Votre lettre m’a effrayée. Si vous persistez à avoir pour principal objectif de connaître toutes les sensations possibles – car, comme état d’esprit passager, c’est normal à votre âge – vous n’irez pas loin. J’aimais bien mieux quand vous disiez aspirer à prendre contact avec la vie réelle. Vous croyez peut-être que c’est la même chose; en fait, c’est juste le contraire. Il y a des gens qui n’ont vécu que de sensations et pour les sensations; André Gide en est un exemple. Ils sont en réalité les dupes de la vie, et, comme ils le sentent confusément, ils tombent toujours dans une profonde tristesse où il ne leur reste d’autre ressource que de s’étourdir en se mettant misérablement à eux-mêmes. Car la réalité de la vie, ce n’est pas la sensation, c’est l’activité, j’entends l’activité et dans la pensée et dans l’action. Ceux qui vivent de sensations ne sont, matériellement et moralement, que des parasites par rapport aux hommes travailleurs et créateurs, qui seuls sont des hommes. J’ajoute que ces derniers, qui ne recherchent pas les sensations, en reçoivent néanmoins de bien plus vives, plus profondes, moins artificielles et plus vraies que ceux qui les recherchent. Enfin la recherche de la sensation implique un égoïsme qui me fait horreur, en ce qui me concerne. Elle n’empêche évidemment pas d’aimer, mais elle amène à considérer les êtres aimés comme de simples occasions de jouir ou de souffrir, et à oublier complètement qu’ils existent par eux-mêmes. On vit au milieu des fantômes. On rêve au lieu de vivre.
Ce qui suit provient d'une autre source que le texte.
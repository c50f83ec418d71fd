//! Symbol and vector storage.
//!
//! Both stores replace a file's contents as a whole; nothing is patched.

pub mod lancedb;
pub mod memory;

use anyhow::Result;
use async_trait::async_trait;

use crate::search::layers::{detect_layer, Layer};
use crate::symbol::{Relationship, Symbol, SymbolId};

pub use self::lancedb::LanceVectorStore;
pub use memory::{MemorySymbolStore, MemoryVectorStore};

/// Semantic confidence at which a neighbour counts as the same entity
/// regardless of its name
pub const ENTITY_SEMANTIC_CUTOFF: f32 = 0.9;

/// Suffixes stripped when comparing entity names across layers
const ENTITY_SUFFIXES: &[&str] = &[
    "dto",
    "entity",
    "model",
    "table",
    "schema",
    "record",
    "repository",
    "service",
    "controller",
];

#[async_trait]
pub trait SymbolStore: Send + Sync {
    async fn get_by_id(&self, id: &SymbolId) -> Result<Option<Symbol>>;

    /// Drop everything previously stored for `file_path` and store the new set
    async fn replace_file_symbols(
        &self,
        file_path: &str,
        symbols: Vec<Symbol>,
        relationships: Vec<Relationship>,
    ) -> Result<()>;

    async fn symbols_in_file(&self, file_path: &str) -> Result<Vec<Symbol>>;

    async fn relationships_in_file(&self, file_path: &str) -> Result<Vec<Relationship>>;

    async fn symbol_count(&self) -> Result<usize>;

    async fn file_count(&self) -> Result<usize>;

    /// Every file path with stored symbols or relationships, sorted
    async fn indexed_files(&self) -> Result<Vec<String>>;
}

/// One embedded symbol as stored in a vector store
#[derive(Debug, Clone, PartialEq)]
pub struct VectorRecord {
    pub symbol_id: SymbolId,
    pub name: String,
    pub kind: String,
    pub file_path: String,
    pub language: String,
    pub vector: Vec<f32>,
}

impl VectorRecord {
    pub fn for_symbol(symbol: &Symbol, vector: Vec<f32>) -> Self {
        Self {
            symbol_id: symbol.id.clone(),
            name: symbol.name.clone(),
            kind: symbol.kind.as_str().to_string(),
            file_path: symbol.file_path.clone(),
            language: symbol.language.clone(),
            vector,
        }
    }
}

/// A nearest-neighbour hit
#[derive(Debug, Clone, PartialEq)]
pub struct VectorMatch {
    pub symbol_id: SymbolId,
    pub name: String,
    pub file_path: String,
    /// Cosine distance, 0 for identical direction
    pub distance: f32,
    /// Similarity in [0, 1]
    pub confidence: f32,
}

/// A vector hit judged to represent the searched entity
#[derive(Debug, Clone, PartialEq)]
pub struct EntityHit {
    pub symbol_id: SymbolId,
    pub name: String,
    pub file_path: String,
    pub layer: Layer,
    pub confidence: f32,
}

#[async_trait]
pub trait VectorStore: Send + Sync {
    /// Up to `k` neighbours with `confidence >= threshold`, best first
    async fn search(&self, vector: &[f32], k: usize, threshold: f32) -> Result<Vec<VectorMatch>>;

    async fn replace_file(&self, file_path: &str, records: Vec<VectorRecord>) -> Result<()>;

    async fn count(&self) -> Result<usize>;

    /// Neighbours of `vector` that name the same entity as `entity_name`,
    /// each labelled with its architectural layer.
    async fn find_cross_layer_entity(
        &self,
        entity_name: &str,
        vector: &[f32],
        k: usize,
    ) -> Result<Vec<EntityHit>> {
        let matches = self.search(vector, k, 0.0).await?;
        Ok(matches
            .into_iter()
            .filter_map(|m| {
                let relation = name_relation(entity_name, &m.name);
                if relation == 0.0 && m.confidence < ENTITY_SEMANTIC_CUTOFF {
                    return None;
                }
                Some(EntityHit {
                    layer: detect_layer(&m.file_path),
                    confidence: m.confidence.max(relation),
                    symbol_id: m.symbol_id,
                    name: m.name,
                    file_path: m.file_path,
                })
            })
            .collect())
    }
}

/// Reduce a name to the entity it stands for: `IUserDto`, `UserEntity`,
/// and `users` all become `user`.
pub fn entity_stem(name: &str) -> String {
    let mut chars = name.chars();
    let without_prefix = match (chars.next(), chars.next()) {
        (Some('I'), Some(second)) if second.is_ascii_uppercase() => &name[1..],
        _ => name,
    };

    let mut stem = without_prefix.to_lowercase();
    stem.retain(|c| c.is_alphanumeric());
    if let Some(suffix) = ENTITY_SUFFIXES
        .iter()
        .find(|suffix| stem.len() > suffix.len() && stem.ends_with(*suffix))
    {
        stem.truncate(stem.len() - suffix.len());
    }
    if stem.len() > 1 && stem.ends_with('s') && !stem.ends_with("ss") {
        stem.pop();
    }
    stem
}

/// 1.0 when both names reduce to the same stem, 0.8 when one contains the
/// other, 0.0 otherwise
pub fn name_relation(entity_name: &str, candidate: &str) -> f32 {
    let entity = entity_stem(entity_name);
    let other = entity_stem(candidate);
    if entity.is_empty() || other.is_empty() {
        return 0.0;
    }
    if entity == other {
        1.0
    } else if other.contains(&entity) || entity.contains(&other) {
        0.8
    } else {
        0.0
    }
}

/// Cosine similarity; zero vectors are orthogonal to everything
pub fn cosine_similarity(a: &[f32], b: &[f32]) -> f32 {
    if a.len() != b.len() {
        return 0.0;
    }
    let dot: f32 = a.iter().zip(b).map(|(x, y)| x * y).sum();
    let norm_a: f32 = a.iter().map(|x| x * x).sum::<f32>().sqrt();
    let norm_b: f32 = b.iter().map(|x| x * x).sum::<f32>().sqrt();
    if norm_a == 0.0 || norm_b == 0.0 {
        return 0.0;
    }
    dot / (norm_a * norm_b)
}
Simone Weil, « Lettre à une élève » (1934) , in La condition ouvrière.



Remarques :

Simone Weil entretient une correspondance avec une de ses anciennes élèves à qui elle a enseigné la philosophie au lycée. La tonalité de la lettre reste celle d'une relation éducative. Simone Weil oppose deux conceptions du bonheur. L'une des cibles nommée est ici André Gide qui développe dans son ouvrage Les nourritures terrestres (1897), un rapport hédoniste au monde dans un discours adressé fictivement à un jeune homme, Nathanaël.

La conception hédoniste du bonheur consiste à le définir comme la recherche de sensations de plaisir. En définissant, ainsi le bonheur, l'être humain se trouve réduit à un consommateur passif. Il est entraîné dans une recherche insatiable de sensations fortes, qui peuvent lui être fournies sous la forme de biens de consommation.

Mais il ne peut s'agir pour Simone Weil que d'une illusion. La sensation rend pour un instant l'existence agréable, mais elle ne transforme pas la réalité de cette existence. C'est ce que produisent l'alcool ou les drogues en général. La recherche de sensations conduit à un rapport égocentrique à l'existence : autrui ne peut pas être appréhendé comme un sujet égal, mais uniquement comme un objet de jouissance.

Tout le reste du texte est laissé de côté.